Hirsch calls Orpheus's decent into hell the "archetypal poetic experience," as he attempts to recover his dead wife by going into the underworld after her. Ultimately, however, Orpheus's story ends not with triumph over loss but with the doubling of it; having convinced Hades to allow him to bring Eurydice back to the upper world, he violates their agreement by looking back at his wife before they have completed the journey out of hell. If the poetic experience truly is modeled on Orpheus's journey, then although the poet may "try to bring something to the light," he will never entirely succeed; he will think he has triumphed over loss, only to have it slip, devastatingly, away.

The metaphors that other poets use to discuss loss are likewise colored with a sense of almost certain failure.

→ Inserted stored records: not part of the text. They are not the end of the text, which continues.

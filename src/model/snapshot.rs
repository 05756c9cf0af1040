//! The full fetched state of the store for one run.

use crate::model::task::{Project, Task};
use crate::mutation::Mutation;
use anyhow::{Result, anyhow};
use serde::{Deserialize, Serialize};

/// Every project and task fetched from the store.
///
/// A `Vec` keeps the store's ordering, which serial mode relies on, and
/// produces stable TOML for predictable diffs (same reasoning as ordered
/// storage elsewhere in this codebase).
#[derive(Debug, Clone, Default, Serialize, Deserialize)]
pub struct Snapshot {
    /// All projects, archived ones included.
    #[serde(default, skip_serializing_if = "Vec::is_empty")]
    pub projects: Vec<Project>,
    /// All tasks across all projects, in store order.
    #[serde(default, skip_serializing_if = "Vec::is_empty")]
    pub tasks: Vec<Task>,
}

impl Snapshot {
    /// Create an empty snapshot.
    pub fn new() -> Self {
        Self::default()
    }

    /// Find a task by id.
    pub fn task(&self, id: &str) -> Option<&Task> {
        self.tasks.iter().find(|t| t.id == id)
    }

    /// Find a task by id, mutably.
    pub fn task_mut(&mut self, id: &str) -> Option<&mut Task> {
        self.tasks.iter_mut().find(|t| t.id == id)
    }

    /// Find a project by id.
    pub fn project(&self, id: &str) -> Option<&Project> {
        self.projects.iter().find(|p| p.id == id)
    }

    /// Apply one mutation to the snapshot in place.
    ///
    /// This is the local stand-in for committing the change to the store.
    /// Applying a mutation twice leaves the same state as applying it once.
    ///
    /// # Errors
    /// Fails when the mutation names a task that does not exist.
    pub fn apply(&mut self, mutation: &Mutation) -> Result<()> {
        let task = self
            .task_mut(mutation.task_id())
            .ok_or_else(|| anyhow!("mutation targets unknown task {}", mutation.task_id()))?;
        match mutation {
            Mutation::SetDue { due, .. } => task.due = Some(due.clone()),
            Mutation::ClearDue { .. } => task.due = None,
            Mutation::AddLabel { label, .. } => {
                if !task.has_label(label) {
                    task.labels.push(label.clone());
                }
            }
            Mutation::RemoveLabel { label, .. } => task.labels.retain(|l| l != label),
            Mutation::Complete { .. } => task.checked = true,
            Mutation::Uncomplete { .. } => task.checked = false,
        }
        Ok(())
    }
}
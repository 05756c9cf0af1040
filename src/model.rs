//! Domain model: tasks, projects, due dates, modes, and the fetched
//! snapshot they live in.

mod due;
mod mode;
mod snapshot;
mod task;

pub use due::{Due, DueDate};
pub use mode::{Mode, due_hint, parse_mode};
pub use snapshot::Snapshot;
pub use task::{Project, Task};

use chrono::{Local, NaiveDateTime};

/// The current local wall-clock time.
///
/// All due comparisons in one run use a single `now` captured by the driver,
/// so a run is internally consistent even if it straddles midnight.
pub fn local_now() -> NaiveDateTime {
    Local::now().naive_local()
}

Seamus Heaney once described Elizabeth Bishop's poetry as one that "ingests loss and transmutes it," and Eamon Grennan notes that Heaney's poetry does the same thing. But Grennan says that he doesn't think of his own writing in quite those terms—his poetry is the narrative account of the "act of wrestling" with loss. This is how he explains it to London:

[audio:https://alexanderneubauer.com/wp-content/uploads/2011/05/Eamon-Grennan-on-loss.mp3|titles=Eamon Grennan on loss]

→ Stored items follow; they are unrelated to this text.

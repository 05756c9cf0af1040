//! Todoist actionability updater - Main Entry Point
//!
//! Reads a snapshot of the store, plans the due-date/label mutations the
//! naming rules call for, and either prints them (default) or applies them
//! back to the snapshot file (`--execute`).

use anyhow::Result;
use clap::{CommandFactory, Parser};
use log::error;
use std::time::Duration;
use todoist_updater::{Updater, UpdaterConfig};

/// Keeps Todoist task trees actionable by applying parallel/serial naming rules
#[derive(Parser, Debug)]
#[command(author, version, about, long_about = None)]
struct Args {
    /// Path to the snapshot file (TOML dump of projects and tasks)
    file: String,

    /// The "No Date" label to use
    #[arg(short, long, default_value = "NoDate")]
    label: String,

    /// Trailing marker for parallel mode
    #[arg(long, default_value = "(=)")]
    parallel_suffix: String,

    /// Trailing marker for serial mode
    #[arg(long, default_value = "(-)")]
    serial_suffix: String,

    /// Label prefix meaning "already scheduled elsewhere" (repeatable)
    #[arg(long = "next-prefix", default_value = "::")]
    next_prefix: Vec<String>,

    /// Re-run the sync every N seconds instead of once
    #[arg(short = 'p', long)]
    periodical_sync_sec: Option<u64>,

    /// Apply the changes (otherwise just prints them)
    #[arg(short = 'x', long)]
    execute: bool,

    /// Enable debugging
    #[arg(long)]
    debug: bool,
}

fn main() -> Result<()> {
    // Check if no arguments were provided (except the program name)
    if std::env::args().len() == 1 {
        // No arguments provided, show help and exit with error code
        let mut cmd = Args::command();
        cmd.print_help().ok();
        println!(); // Add a newline after help
        std::process::exit(2);
    }

    let args = Args::parse();
    // The handle keeps the logger alive for the whole process.
    let _logger = flexi_logger::Logger::try_with_env_or_str(if args.debug {
        "debug"
    } else {
        "info"
    })?
    .start()?;

    let config = UpdaterConfig {
        nodate_label: args.label,
        parallel_suffix: args.parallel_suffix,
        serial_suffix: args.serial_suffix,
        next_prefixes: args.next_prefix,
    };
    let updater = Updater::new(&args.file, config);

    loop {
        if let Err(err) = run_once(&updater, args.execute) {
            // In periodic mode a bad run only logs; the next cycle retries
            // against whatever state the file holds then.
            if args.periodical_sync_sec.is_none() {
                return Err(err);
            }
            error!("sync failed: {:#}", err);
        }

        match args.periodical_sync_sec {
            Some(seconds) => std::thread::sleep(Duration::from_secs(seconds)),
            None => break,
        }
    }
    Ok(())
}

fn run_once(updater: &Updater, execute: bool) -> Result<()> {
    if execute {
        updater.run()?;
    } else {
        for mutation in updater.plan()? {
            println!("{mutation}");
        }
    }
    Ok(())
}
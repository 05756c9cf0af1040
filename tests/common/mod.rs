//! Common test utilities for integration tests
#![allow(dead_code)]

use chrono::{NaiveDate, NaiveDateTime};
use todoist_updater::{Due, Mutation, Project, Snapshot, Task, UpdaterConfig};

/// The fixed instant every engine test runs at.
pub fn fixed_now() -> NaiveDateTime {
    NaiveDate::from_ymd_opt(2026, 3, 15)
        .unwrap()
        .and_hms_opt(12, 0, 0)
        .unwrap()
}

/// The date part of [`fixed_now`].
pub fn today() -> NaiveDate {
    fixed_now().date()
}

pub fn project(id: &str, name: &str) -> Project {
    Project {
        id: id.to_string(),
        name: name.to_string(),
        child_order: 0,
        is_archived: false,
    }
}

pub fn task(id: &str, project_id: &str, parent: Option<&str>, order: i64, content: &str) -> Task {
    Task {
        id: id.to_string(),
        content: content.to_string(),
        project_id: project_id.to_string(),
        parent_id: parent.map(str::to_string),
        child_order: order,
        due: None,
        checked: false,
        labels: vec![],
    }
}

/// A non-recurring due entry parsed from `YYYY-MM-DD` or
/// `YYYY-MM-DDTHH:MM:SS`.
pub fn due_on(date: &str) -> Due {
    Due {
        date: date.parse().unwrap(),
        is_recurring: false,
        string: None,
        timezone: None,
    }
}

/// A recurring due entry.
pub fn recurring_due(date: &str) -> Due {
    Due {
        is_recurring: true,
        string: Some("every day".to_string()),
        ..due_on(date)
    }
}

/// Plan with the default config at the fixed instant.
pub fn plan(snapshot: &Snapshot) -> Vec<Mutation> {
    todoist_updater::plan(snapshot, &UpdaterConfig::default(), fixed_now()).unwrap()
}

/// Apply every mutation to the snapshot.
pub fn apply_all(snapshot: &mut Snapshot, mutations: &[Mutation]) {
    for mutation in mutations {
        snapshot.apply(mutation).unwrap();
    }
}

/// The mutations that target one task.
pub fn for_task<'a>(mutations: &'a [Mutation], id: &str) -> Vec<&'a Mutation> {
    mutations.iter().filter(|m| m.task_id() == id).collect()
}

Quite bluntly, Grennan says that his poems often record his inability to absorb, to "transmute" loss. And William Matthews says his poems are grounded in a loss that one tries to obscure with a "ground cover, or even a magnificent topiary garden"—but, as Matthew's says at the very end of this clip, "I can always see it through the leaves:"

[audio:https://alexanderneubauer.com/wp-content/uploads/2011/05/William-Matthews-on-loss.mp3|titles=William Matthews on loss]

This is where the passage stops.